- Court: Court of Appeal (Criminal Division)
- Full case name: Regina v. Barry Douglas Burgess
- Decided: 27 March 1991
- Citations: 2 QB 92; WLR 1206; All ER 769; 93 Cr App R 41;
- Cases cited: Reg v Kemp [1957] 1 Q.B. 399, 407 Bratty v Attorney-General for Northern Ireland [1963] AC 386 Rabey v The Queen [1980] 2 S.C.R. 513, 519, 520 R v Sullivan [1984] A.C. 156 R v Parks (1990) 56 C.C.C. (3d) 449 M'Naghten Rules (1843) 10 Cl. & Fin. 200
- Legislation cited: Trial of Lunatics Act 1883

Case history
- Prior actions: Insanity found (and thus not guilty of offence) at Bristol Crown Court, before Judge Sir Ian Lewis and a jury (not reported)
- Subsequent action: None

Court membership
- Judges sitting: Lord Lane CJ, Roch J and Morland J

Keywords
- sleepwalking; parasomnia; violence; internal, organic source; insanity;

= R v Burgess =

1991 English legal appeal

R v Burgess [1991] 2 QB 92 was an appeal in the Court of Appeal of England and Wales that adjudged sleepwalking entailing violence from an internal, organic cause amounts to insane automatism.

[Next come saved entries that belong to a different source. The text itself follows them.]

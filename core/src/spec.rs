// Copyright 2025 RISC Zero, Inc.
//
// Licensed under the Apache License, Version 2.0 (the "License");
// you may not use this file except in compliance with the License.
// You may obtain a copy of the License at
//
//     http://www.apache.org/licenses/LICENSE-2.0
//
// Unless required by applicable law or agreed to in writing, software
// distributed under the License is distributed on an "AS IS" BASIS,
// WITHOUT WARRANTIES OR CONDITIONS OF ANY KIND, either express or implied.
// See the License for the specific language governing permissions and
// limitations under the License.

use crate::{Root, Shard, Slot, ensure};
use serde::{Deserialize, Serialize};

#[derive(thiserror::Error, Debug, Clone, PartialEq, Eq)]
pub enum SpecError {
    #[error("Parameter {0} must be non-zero")]
    ZeroParameter(&'static str),
    #[error("Minimum deposit {min} ETH exceeds maximum deposit {max} ETH")]
    DepositBounds { min: u64, max: u64 },
    #[error("Maximum deposit of {0} ETH overflows the Gwei range")]
    DepositOverflow(u64),
    #[error("Beacon chain shard number {0} collides with a regular shard")]
    BeaconChainShard(Shard),
    #[error("Block root ring of {length} slots cannot reach back over two epochs of {epoch_length} slots")]
    BlockRootsTooShort { length: u64, epoch_length: u64 },
    #[error("Fork version {0} does not fit in 32 bits")]
    ForkVersion(u64),
}

/// Protocol constants of a beacon chain instance.
///
/// Deposit bounds are denominated in ETH; balances are kept in Gwei. Missing
/// fields fall back to the foundation values when deserializing.
#[derive(Debug, Clone, PartialEq, Eq, Serialize, Deserialize)]
#[serde(default)]
pub struct ChainSpec {
    // Misc
    pub shard_count: u64,
    pub max_balance_churn_quotient: u64,
    pub beacon_chain_shard_number: Shard,
    pub max_casper_votes: u64,
    pub latest_block_roots_length: u64,
    pub latest_penalized_exit_length: u64,

    // Deposit contract
    pub deposit_contract_tree_depth: u64,
    pub min_deposit: u64,
    pub max_deposit: u64,
    pub gwei_per_eth: u64,

    // Initial values
    pub initial_fork_version: u64,
    pub initial_slot_number: Slot,
    pub zero_hash: Root,
    pub min_genesis_time: u64,

    // Time parameters
    pub slot_duration: u64,
    pub min_attestation_inclusion_delay: u64,
    pub epoch_length: u64,
    pub pow_receipt_root_voting_period: u64,
    pub collective_penalty_calculation_period: u64,

    // Reward and penalty quotients
    pub whistleblower_reward_quotient: u64,

    // Max operations per block
    pub max_proposer_slashings: u64,
    pub max_casper_slashings: u64,
    pub max_attestations: u64,
    pub max_deposits: u64,
    pub max_exits: u64,

    // Signature domains
    pub domain_deposit: u64,
    pub domain_proposal: u64,
    pub domain_exit: u64,
}

impl ChainSpec {
    /// The Ethereum Foundation parameters.
    pub fn foundation() -> Self {
        Self {
            shard_count: 1024,
            max_balance_churn_quotient: 32,
            beacon_chain_shard_number: u64::MAX,
            max_casper_votes: 1024,
            latest_block_roots_length: 8192,
            latest_penalized_exit_length: 8192,

            deposit_contract_tree_depth: 32,
            min_deposit: 1,
            max_deposit: 32,
            gwei_per_eth: 1_000_000_000,

            initial_fork_version: 0,
            initial_slot_number: 0,
            zero_hash: Root::ZERO,
            min_genesis_time: 0,

            slot_duration: 6,
            min_attestation_inclusion_delay: 4,
            epoch_length: 64,
            pow_receipt_root_voting_period: 1024,
            collective_penalty_calculation_period: 1_048_576,

            whistleblower_reward_quotient: 512,

            max_proposer_slashings: 16,
            max_casper_slashings: 16,
            max_attestations: 128,
            max_deposits: 16,
            max_exits: 16,

            domain_deposit: 0,
            domain_proposal: 2,
            domain_exit: 3,
        }
    }

    /// Small parameters for tests and local networks.
    pub fn minimal() -> Self {
        Self {
            shard_count: 8,
            max_casper_votes: 64,
            latest_block_roots_length: 64,
            latest_penalized_exit_length: 64,
            slot_duration: 1,
            min_attestation_inclusion_delay: 1,
            epoch_length: 8,
            pow_receipt_root_voting_period: 16,
            collective_penalty_calculation_period: 64,
            ..Self::foundation()
        }
    }

    pub fn validate(&self) -> Result<(), SpecError> {
        let non_zero = [
            ("shard_count", self.shard_count),
            ("epoch_length", self.epoch_length),
            ("max_balance_churn_quotient", self.max_balance_churn_quotient),
            ("latest_block_roots_length", self.latest_block_roots_length),
            (
                "latest_penalized_exit_length",
                self.latest_penalized_exit_length,
            ),
            ("gwei_per_eth", self.gwei_per_eth),
            ("max_deposit", self.max_deposit),
            (
                "pow_receipt_root_voting_period",
                self.pow_receipt_root_voting_period,
            ),
            (
                "collective_penalty_calculation_period",
                self.collective_penalty_calculation_period,
            ),
            (
                "whistleblower_reward_quotient",
                self.whistleblower_reward_quotient,
            ),
        ];
        for (name, value) in non_zero {
            ensure!(value != 0, SpecError::ZeroParameter(name));
        }
        ensure!(
            self.min_deposit <= self.max_deposit,
            SpecError::DepositBounds {
                min: self.min_deposit,
                max: self.max_deposit,
            }
        );
        ensure!(
            self.max_deposit.checked_mul(self.gwei_per_eth).is_some(),
            SpecError::DepositOverflow(self.max_deposit)
        );
        ensure!(
            self.beacon_chain_shard_number >= self.shard_count,
            SpecError::BeaconChainShard(self.beacon_chain_shard_number)
        );
        // epoch processing reads the boundary root of the previous epoch
        ensure!(
            self.latest_block_roots_length >= self.epoch_length.saturating_mul(2),
            SpecError::BlockRootsTooShort {
                length: self.latest_block_roots_length,
                epoch_length: self.epoch_length,
            }
        );
        ensure!(
            self.initial_fork_version <= u64::from(u32::MAX),
            SpecError::ForkVersion(self.initial_fork_version)
        );
        Ok(())
    }

    /// Smallest accepted deposit, in Gwei.
    #[inline]
    pub fn min_deposit_gwei(&self) -> u64 {
        self.min_deposit.saturating_mul(self.gwei_per_eth)
    }

    /// Activation threshold and balance ceiling, in Gwei.
    #[inline]
    pub fn max_deposit_gwei(&self) -> u64 {
        self.max_deposit.saturating_mul(self.gwei_per_eth)
    }

    /// Slot number of the first slot of the epoch containing `slot`.
    #[inline]
    pub fn epoch_start_slot(&self, slot: Slot) -> Slot {
        slot - slot % self.epoch_length
    }
}

impl Default for ChainSpec {
    fn default() -> Self {
        Self::foundation()
    }
}
//! Batch upload and job status.

use axum::extract::{Multipart, Path, State};
use axum::Json;
use papergraph_common::Mode;
use papergraph_ingestion::dedup::{is_pdf_filename, save_upload, stored_path};
use papergraph_ingestion::{BatchFile, BatchRequest, Job};
use tracing::{debug, info};
use uuid::Uuid;

use crate::error::{ApiError, ApiResult};
use crate::handlers::{check_threshold, JobAccepted};
use crate::state::SharedState;

/// POST /process-batch: multipart `files` plus `user_type` and an optional
/// `confidence_threshold`.
///
/// Non-PDF parts are skipped. Each PDF is saved under its content hash
/// before the job starts.
pub async fn process_batch(
    State(state): State<SharedState>,
    mut multipart: Multipart,
) -> ApiResult<Json<JobAccepted>> {
    let upload_dir = state.orchestrator.upload_dir().to_path_buf();
    let mut files = Vec::new();
    let mut mode = Mode::default();
    let mut threshold = None;

    while let Some(field) = multipart.next_field().await? {
        let part = field.name().map(str::to_string);
        match part.as_deref() {
            Some("user_type") => mode = Mode::from_form_value(&field.text().await?),
            Some("files" | "files[]") => {
                let Some(name) = field.file_name().map(str::to_string) else { continue };
                if !is_pdf_filename(&name) {
                    debug!(file = %name, "Skipping non-PDF upload");
                    continue;
                }
                let bytes = field.bytes().await?;
                let (id, _) = save_upload(&upload_dir, &bytes)
                    .await
                    .map_err(|e| ApiError::Internal(format!("Failed to save upload: {e}")))?;
                let path = stored_path(&upload_dir, &id);
                files.push(BatchFile { id, original_name: name, path });
            }
            Some("confidence_threshold") => {
                let raw = field.text().await?;
                let value = raw.trim().parse::<f64>().map_err(|_| {
                    ApiError::BadRequest(format!("confidence_threshold {raw:?} is not a number"))
                })?;
                threshold = check_threshold(Some(value))?;
            }
            Some(other) => debug!(field = %other, "Ignoring unknown form field"),
            None => {}
        }
    }

    if files.is_empty() {
        return Err(ApiError::BadRequest("No valid PDF files uploaded.".to_string()));
    }

    info!(files = files.len(), %mode, ?threshold, "Batch accepted");
    let job_id = state
        .orchestrator
        .submit_batch(BatchRequest { files, mode, confidence_threshold: threshold })
        .await;
    Ok(Json(JobAccepted::queued(job_id, "Batch processing started.")))
}

/// GET /batch-status/{job_id}
pub async fn batch_status(
    State(state): State<SharedState>,
    Path(job_id): Path<String>,
) -> ApiResult<Json<Job>> {
    let not_found = || ApiError::NotFound("Job not found".to_string());
    let id = Uuid::parse_str(&job_id).map_err(|_| not_found())?;
    state.jobs().get(&id).await.map(Json).ok_or_else(not_found)
}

At first instance, Burgess was likewise found not guilty by reason of insanity as his case fell under the M'Naghten Rules; a finding that would entail a possible stigma and a treatment plan. His defense team appealed arguing such automatism was no form of 'insanity', but fell within the class of automatism such as a spiked drink which could show a complete lack of mens rea. The court ruled that violent sleepwalking with no external triggers was considered insane automatism. An appeal was dismissed.

==Background==
On 2 June 1988, Barry Douglas Burgess attacked his friend, Katrina Curtis. She had fallen asleep on a sofa and woke up when Burgess, while allegedly sleepwalking, hit her over the head with a bottle. He subsequently picked up a video tape recorder and struck her on the head with it, giving her cuts and bruises. He put his hands around her throat. When she said, "I love you Bar", it appeared that he came to his senses and he called for an ambulance.

==Judgement==
On 20 July 1989, the Crown Court found Burgess not guilty by reason of insanity on a charge of wounding with intent. He was ordered to be detained at a psychiatric hospital.

==Appeal==
Under section 12 of the Criminal Appeal Act 1968, Burgess appealed the decision.

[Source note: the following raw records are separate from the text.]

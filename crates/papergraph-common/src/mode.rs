//! Audience mode selecting which prompt bundle and store namespace to use.

use serde::{Deserialize, Serialize};
use std::fmt;
use std::str::FromStr;

use crate::error::PapergraphError;

/// Who the graph is being built for.
///
/// The mode is chosen once at the request boundary and then carried by value
/// through extraction, synthesis and storage.
#[derive(Debug, Clone, Copy, PartialEq, Eq, Hash, Default, Serialize, Deserialize)]
#[serde(rename_all = "lowercase")]
pub enum Mode {
    /// Plain-language summaries and pedagogical links.
    #[default]
    Student,
    /// Methodological comparisons and quantitative deltas.
    Researcher,
}

impl Mode {
    pub fn as_str(&self) -> &'static str {
        match self {
            Mode::Student    => "student",
            Mode::Researcher => "researcher",
        }
    }

    /// Content-store namespace holding papers extracted in this mode.
    pub fn namespace(&self) -> String {
        format!("paper_embeddings_{}", self.as_str())
    }

    /// Lenient parse used for form fields: anything unrecognised is Student.
    pub fn from_form_value(value: &str) -> Self {
        value.parse().unwrap_or_default()
    }
}

impl fmt::Display for Mode {
    fn fmt(&self, f: &mut fmt::Formatter<'_>) -> fmt::Result {
        f.write_str(self.as_str())
    }
}

impl FromStr for Mode {
    type Err = PapergraphError;

    fn from_str(s: &str) -> Result<Self, Self::Err> {
        match s.trim().to_lowercase().as_str() {
            "student"    => Ok(Mode::Student),
            "researcher" => Ok(Mode::Researcher),
            other        => Err(PapergraphError::UnknownMode(other.to_string())),
        }
    }
}

#[cfg(test)]
mod tests {
    use super::*;

    #[test]
    fn test_namespaces_are_partitioned_by_mode() {
        assert_eq!(Mode::Student.namespace(), "paper_embeddings_student");
        assert_eq!(Mode::Researcher.namespace(), "paper_embeddings_researcher");
    }

    #[test]
    fn test_parse_is_case_insensitive() {
        assert_eq!("Researcher".parse::<Mode>().unwrap(), Mode::Researcher);
        assert!("professor".parse::<Mode>().is_err());
    }

    #[test]
    fn test_form_value_falls_back_to_student() {
        assert_eq!(Mode::from_form_value("admin"), Mode::Student);
        assert_eq!(Mode::from_form_value("researcher"), Mode::Researcher);
    }
}
//! Router-level tests driven through `tower::ServiceExt::oneshot`.

use async_trait::async_trait;
use axum::body::Body;
use axum::http::{Request, StatusCode};
use axum::Router;
use papergraph_common::{Mode, PaperMetadata};
use papergraph_config::Config;
use papergraph_db::{ContentStore, MemoryStore, Namespace, RecordMetadata};
use papergraph_ingestion::{DocumentConverter, IngestionError, JobStore, Orchestrator};
use papergraph_llm::mock::ScriptedBackend;
use papergraph_web::router::build_router;
use papergraph_web::state::AppState;
use pretty_assertions::assert_eq;
use serde_json::Value;
use std::path::Path;
use std::sync::Arc;
use std::time::Duration;
use tower::ServiceExt;

const BOUNDARY: &str = "papergraph-test-boundary";

struct TextConverter;

#[async_trait]
impl DocumentConverter for TextConverter {
    async fn convert(&self, path: &Path) -> Result<String, IngestionError> {
        Ok(tokio::fs::read_to_string(path).await?)
    }
    fn name(&self) -> &str { "text" }
}

struct TestApp {
    _dir: tempfile::TempDir,
    router: Router,
    store: Arc<MemoryStore>,
}

fn app() -> TestApp {
    let dir = tempfile::tempdir().unwrap();
    let mut config = Config::default();
    config.server.upload_dir = dir.path().to_path_buf();
    config.server.store_path = None;

    let backend = Arc::new(ScriptedBackend::with_responder(|req| {
        let prompt = req.messages.last().map(|m| m.content.as_str()).unwrap_or_default();
        Ok(if prompt.contains("Knowledge Tree") {
            r#"{"relation_type": "Supports", "confidence": 0.9, "explanation": "B defines a concept used in A"}"#
        } else {
            r#"{"methodology": "Survey", "key_result": "Signals", "core_theory": "Queues"}"#
        }
        .to_string())
    }));
    let store = Arc::new(MemoryStore::new());
    let orchestrator = Orchestrator::new(&config, JobStore::new(), backend, store.clone(), Arc::new(TextConverter));
    let router = build_router(AppState::new(config, orchestrator));
    TestApp { _dir: dir, router, store }
}

async fn send(router: &Router, req: Request<Body>) -> (StatusCode, Value) {
    let resp = router.clone().oneshot(req).await.unwrap();
    let status = resp.status();
    let bytes = axum::body::to_bytes(resp.into_body(), usize::MAX).await.unwrap();
    let json = serde_json::from_slice(&bytes).unwrap_or(Value::Null);
    (status, json)
}

fn get(uri: &str) -> Request<Body> {
    Request::builder().uri(uri).body(Body::empty()).unwrap()
}

fn multipart(parts: &[(&str, Option<&str>, &str)]) -> Request<Body> {
    let mut body = String::new();
    for (name, filename, content) in parts {
        body.push_str(&format!("--{BOUNDARY}\r\n"));
        match filename {
            Some(f) => body.push_str(&format!(
                "Content-Disposition: form-data; name=\"{name}\"; filename=\"{f}\"\r\nContent-Type: application/pdf\r\n\r\n"
            )),
            None => body.push_str(&format!("Content-Disposition: form-data; name=\"{name}\"\r\n\r\n")),
        }
        body.push_str(content);
        body.push_str("\r\n");
    }
    body.push_str(&format!("--{BOUNDARY}--\r\n"));
    Request::builder()
        .method("POST")
        .uri("/process-batch")
        .header("content-type", format!("multipart/form-data; boundary={BOUNDARY}"))
        .body(Body::from(body))
        .unwrap()
}

async fn wait_for_job(router: &Router, job_id: &str) -> Value {
    for _ in 0..500 {
        let (_, job) = send(router, get(&format!("/batch-status/{job_id}"))).await;
        if job["status"] == "completed" || job["status"] == "failed" {
            return job;
        }
        tokio::time::sleep(Duration::from_millis(10)).await;
    }
    panic!("job {job_id} did not finish");
}

#[tokio::test]
async fn test_root_and_health() {
    let t = app();
    let (status, body) = send(&t.router, get("/")).await;
    assert_eq!(status, StatusCode::OK);
    assert_eq!(body["message"], "Research Paper Navigator API");

    let (_, body) = send(&t.router, get("/health")).await;
    assert_eq!(body, serde_json::json!({ "status": "ok" }));
}

#[tokio::test]
async fn test_unknown_job_is_404() {
    let t = app();
    for uri in ["/batch-status/not-a-uuid", "/batch-status/6f1c1f6e-8a53-4b55-9d0e-3f2b6c2f2a10"] {
        let (status, body) = send(&t.router, get(uri)).await;
        assert_eq!(status, StatusCode::NOT_FOUND);
        assert_eq!(body["detail"], "Job not found");
    }
}

#[tokio::test]
async fn test_upload_without_pdfs_is_rejected() {
    let t = app();
    let req = multipart(&[("user_type", None, "student"), ("files", Some("notes.txt"), "hello")]);
    let (status, body) = send(&t.router, req).await;
    assert_eq!(status, StatusCode::BAD_REQUEST);
    assert_eq!(body["detail"], "No valid PDF files uploaded.");
}

#[tokio::test]
async fn test_batch_upload_runs_to_completion() {
    let t = app();
    let req = multipart(&[
        ("user_type", None, "researcher"),
        ("files", Some("A.pdf"), "Paper A\n## Abstract\nOptimization theory.\n"),
        ("files", Some("B.pdf"), "Paper B\n## Abstract\nTraffic control.\n"),
        ("files", Some("skip.txt"), "ignored"),
    ]);
    let (status, body) = send(&t.router, req).await;
    assert_eq!(status, StatusCode::OK);
    assert_eq!(body["status"], "queued");
    assert_eq!(body["message"], "Batch processing started.");

    let job = wait_for_job(&t.router, body["job_id"].as_str().unwrap()).await;
    assert_eq!(job["status"], "completed");
    assert_eq!(job["total_files"], 2);
    assert_eq!(job["result"]["nodes"].as_array().unwrap().len(), 2);
    assert_eq!(job["result"]["edges"][0]["data"]["relation_type"], "Supports");
    assert_eq!(job["result"]["nodes"][0]["data"]["label"], "A.pdf");

    assert_eq!(t.store.len(&Namespace::from(Mode::Researcher)).await, 2);
}

#[tokio::test]
async fn test_batch_threshold_from_form_filters_edges() {
    let t = app();
    let req = multipart(&[
        ("user_type", None, "student"),
        ("confidence_threshold", None, "0.95"),
        ("files", Some("A.pdf"), "Paper A\n## Abstract\nOptimization theory.\n"),
        ("files", Some("B.pdf"), "Paper B\n## Abstract\nTraffic control.\n"),
    ]);
    let (status, body) = send(&t.router, req).await;
    assert_eq!(status, StatusCode::OK);

    let job = wait_for_job(&t.router, body["job_id"].as_str().unwrap()).await;
    assert_eq!(job["status"], "completed");
    assert_eq!(job["result"]["nodes"].as_array().unwrap().len(), 2);
    assert!(job["result"]["edges"].as_array().unwrap().is_empty());
}

#[tokio::test]
async fn test_batch_threshold_out_of_range_is_rejected() {
    let t = app();
    for value in ["1.5", "high"] {
        let req = multipart(&[
            ("confidence_threshold", None, value),
            ("files", Some("A.pdf"), "Paper A"),
        ]);
        let (status, body) = send(&t.router, req).await;
        assert_eq!(status, StatusCode::BAD_REQUEST);
        assert!(body["detail"].as_str().unwrap().contains("confidence_threshold"));
    }
}

#[tokio::test]
async fn test_graph_regeneration_is_queued() {
    let t = app();
    let req = Request::builder()
        .method("POST")
        .uri("/graph")
        .header("content-type", "application/json")
        .body(Body::from(r#"{"mode": "student", "paper_ids": []}"#))
        .unwrap();
    let (status, body) = send(&t.router, req).await;
    assert_eq!(status, StatusCode::OK);
    assert_eq!(body["message"], "Graph regeneration started.");

    let job = wait_for_job(&t.router, body["job_id"].as_str().unwrap()).await;
    assert_eq!(job["status"], "completed");
    assert_eq!(job["result"]["nodes"].as_array().unwrap().len(), 0);
}

#[tokio::test]
async fn test_search_returns_excerpts() {
    let t = app();
    let ns = Namespace::from(Mode::Student);
    let long = format!("traffic signal control {}", "x".repeat(300));
    t.store.store("p1", &long, RecordMetadata::new(PaperMetadata::default(), None), &ns).await.unwrap();

    let (status, body) = send(&t.router, get("/search?query=traffic%20signal&limit=3")).await;
    assert_eq!(status, StatusCode::OK);
    let results = body["results"].as_array().unwrap();
    assert_eq!(results.len(), 1);
    assert_eq!(results[0]["paper_id"], "p1");
    let excerpt = results[0]["excerpt"].as_str().unwrap();
    assert_eq!(excerpt.chars().count(), 203);
    assert!(excerpt.ends_with("..."));
}

#[tokio::test]
async fn test_delete_paper() {
    let t = app();
    let ns = Namespace::from(Mode::Student);
    t.store.store("p1", "text", RecordMetadata::default(), &ns).await.unwrap();

    let delete = |uri: &str| Request::builder().method("DELETE").uri(uri).body(Body::empty()).unwrap();
    let (status, _) = send(&t.router, delete("/papers/p1.pdf?mode=student")).await;
    assert_eq!(status, StatusCode::OK);
    let (status, body) = send(&t.router, delete("/papers/p1?mode=student")).await;
    assert_eq!(status, StatusCode::NOT_FOUND);
    assert_eq!(body["detail"], "Paper not found");
}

The defendant brought in forensic psychiatrist Dr. P.T. d’Orban, and neuropsychiatrist Dr. Peter Eames for medical evidence. The prosecution called in neuropsychiatrist Dr. Peter Fenwick, who contended that the incident was not run-of-the-mill sleepwalking, but perhaps a hysterical dissociative state.

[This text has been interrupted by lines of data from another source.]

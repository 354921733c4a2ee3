//! Axum router: maps all URL paths to handlers.

use axum::extract::DefaultBodyLimit;
use axum::http::HeaderValue;
use axum::{
    routing::{delete, get, post},
    Router,
};
use std::sync::Arc;
use tower::ServiceBuilder;
use tower_http::{
    cors::{AllowOrigin, Any, CorsLayer},
    trace::TraceLayer,
};

use crate::handlers::{
    batch::{batch_status, process_batch},
    graph::make_graph,
    papers::delete_paper,
    search::search_papers,
    system::{health, root},
};
use crate::sse::sse_handler;
use crate::state::{AppState, SharedState};

/// Uploads are whole PDFs; allow well past axum's 2 MB default.
const MAX_UPLOAD_BYTES: usize = 200 * 1024 * 1024;

/// Build and return the full Axum router.
pub fn build_router(state: AppState) -> Router {
    let cors = cors_layer(&state.config.server.cors_origins);
    let shared: SharedState = Arc::new(state);

    Router::new()
        .route("/",                      get(root))
        .route("/health",                get(health))
        .route("/process-batch",         post(process_batch))
        .route("/batch-status/{job_id}", get(batch_status))
        .route("/graph",                 post(make_graph))
        .route("/search",                get(search_papers))
        .route("/papers/{id}",           delete(delete_paper))

        // SSE streaming
        .route("/api/events", get(sse_handler))

        // Middleware
        .layer(DefaultBodyLimit::max(MAX_UPLOAD_BYTES))
        .layer(
            ServiceBuilder::new()
                .layer(TraceLayer::new_for_http())
                .layer(cors),
        )
        .with_state(shared)
}

/// Configured origins, or permissive when none are listed.
fn cors_layer(origins: &[String]) -> CorsLayer {
    let allowed: Vec<HeaderValue> = origins
        .iter()
        .filter_map(|o| match HeaderValue::from_str(o) {
            Ok(v) => Some(v),
            Err(_) => {
                tracing::warn!(origin = %o, "Ignoring invalid CORS origin");
                None
            }
        })
        .collect();

    if allowed.is_empty() {
        return CorsLayer::permissive();
    }
    CorsLayer::new()
        .allow_origin(AllowOrigin::list(allowed))
        .allow_methods(Any)
        .allow_headers(Any)
}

The judge, Lord Lane said, "We accept of course that sleep is a normal condition, but the evidence in the instant case indicates that sleep walking, and particularly violence in sleep, is not normal."

It was found that the violent action was due to an internal, organic cause, rather than an external one. Thus, the appeal was dismissed.

==Implications==
The sleepwalking in this case was violent and had a possibility of recurrence, so it could be considered a form of insanity.